Nell'opera in mostra vengono studiate e "mixate" due opere di Bartolomeo Schedoni: la "Deposizione" e le "Marie al Sepolcro", entrambe realizzate tra il 1613 e il 1614 e conservate alla Galleria Nazionale di Parma. Due momenti, o come diremmo oggi, due istantanee, che narrano in rapida successione il racconto della crocifissione come è descritta nei Vangeli. In entrambe le opere, Schedoni punta a creare un'opera fortemente coinvolgente dal punto di vista emozionale, impiegando un uso teatrale del colore, delle luci e della gestualità dei suoi personaggi. Coevo di Caravaggio e sulla cui vita non sono state tramandate molte informazioni, morì anch'egli giovane (nel 1615 a 37 anni), accostato forse erroneamente ai Carracci e al Correggio, ha sicuramente rielaborato, specialmente nei dipinti dell'ultimo periodo, un linguaggio caravaggesco.
Più che l'aspetto decorativo, a Riccardo Paternò Castello interessa il ritorno al segno, svestito di tutti gli orpelli ornamentali, per ricondurre all'essenza la drammaticità dell'evento.
La tecnica usata è la sottrazione: con solventi decolora un tessuto nero fino a lasciare apparire le figure. Un atto veloce, che non permette correzioni di sorta: quello che è cancellato non può essere ricostruito.

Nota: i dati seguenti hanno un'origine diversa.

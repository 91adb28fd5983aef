//! Common test utilities for integration tests.
//!
//! This module provides a fixture builder for configuration trees laid out
//! under a temporary directory.

use std::fs;
use std::path::{Path, PathBuf};

use tempfile::TempDir;

/// A configuration tree under a temporary directory.
///
/// The directory is removed when the fixture is dropped.
pub struct ConfigTree {
    dir: TempDir,
}

#[allow(dead_code)]
impl ConfigTree {
    /// Creates an empty tree.
    pub fn new() -> Self {
        Self {
            dir: tempfile::tempdir().expect("Failed to create temp dir"),
        }
    }

    /// Root of the tree.
    pub fn root(&self) -> &Path {
        self.dir.path()
    }

    /// Absolute path of `name` inside the tree.
    pub fn path(&self, name: &str) -> PathBuf {
        self.dir.path().join(name)
    }

    /// Writes `contents` to `name`, creating parent directories as needed.
    pub fn file(&self, name: &str, contents: &str) -> PathBuf {
        let path = self.path(name);
        if let Some(parent) = path.parent() {
            fs::create_dir_all(parent).expect("Failed to create parent directory");
        }
        fs::write(&path, contents).expect("Failed to write fixture file");
        path
    }

    /// Creates the directory `name`.
    pub fn dir(&self, name: &str) -> PathBuf {
        let path = self.path(name);
        fs::create_dir_all(&path).expect("Failed to create fixture directory");
        path
    }
}

impl Default for ConfigTree {
    fn default() -> Self {
        Self::new()
    }
}
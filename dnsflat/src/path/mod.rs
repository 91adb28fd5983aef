//! Path handling for include resolution.
//!
//! # Key Concepts
//!
//! ## Normalization
//!
//! Normalization is purely lexical: relative paths are joined onto the
//! working directory and `.`/`..` components are resolved.
//!
//! ## Canonicalization
//!
//! Canonicalization follows symlinks to get the "real" path on the
//! filesystem. Every path is canonicalized before it is checked against or
//! added to a [`VisitedSet`](crate::resolver::VisitedSet), so the same file
//! reached through different spellings is only processed once. Paths that do
//! not exist still canonicalize; they just resolve as far as their deepest
//! existing ancestor.
//!
//! # Examples
//!
//! ```no_run
//! use dnsflat::path::canonicalize::canonical_path;
//! use std::path::Path;
//!
//! let direct = canonical_path(Path::new("/etc/dnsmasq.conf")).unwrap();
//! let dotted = canonical_path(Path::new("/etc/./dnsmasq.conf")).unwrap();
//! assert_eq!(direct, dotted);
//! ```

pub mod canonicalize;
pub mod normalize;
mod types;

pub use canonicalize::canonical_path;
pub use types::{file_name_of, CanonicalPath};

La trasformazione della materia, più che l'aggiunta, è l'aspetto fondamentale del lavoro che lo fa avvicinare come approccio al modus operandi di uno scultore, che lavora per sottrazione. Ricondurre il significato alla sostanza, svuotando inutili estetismi, è il messaggio di speranza di un ritorno all'essenza delle cose.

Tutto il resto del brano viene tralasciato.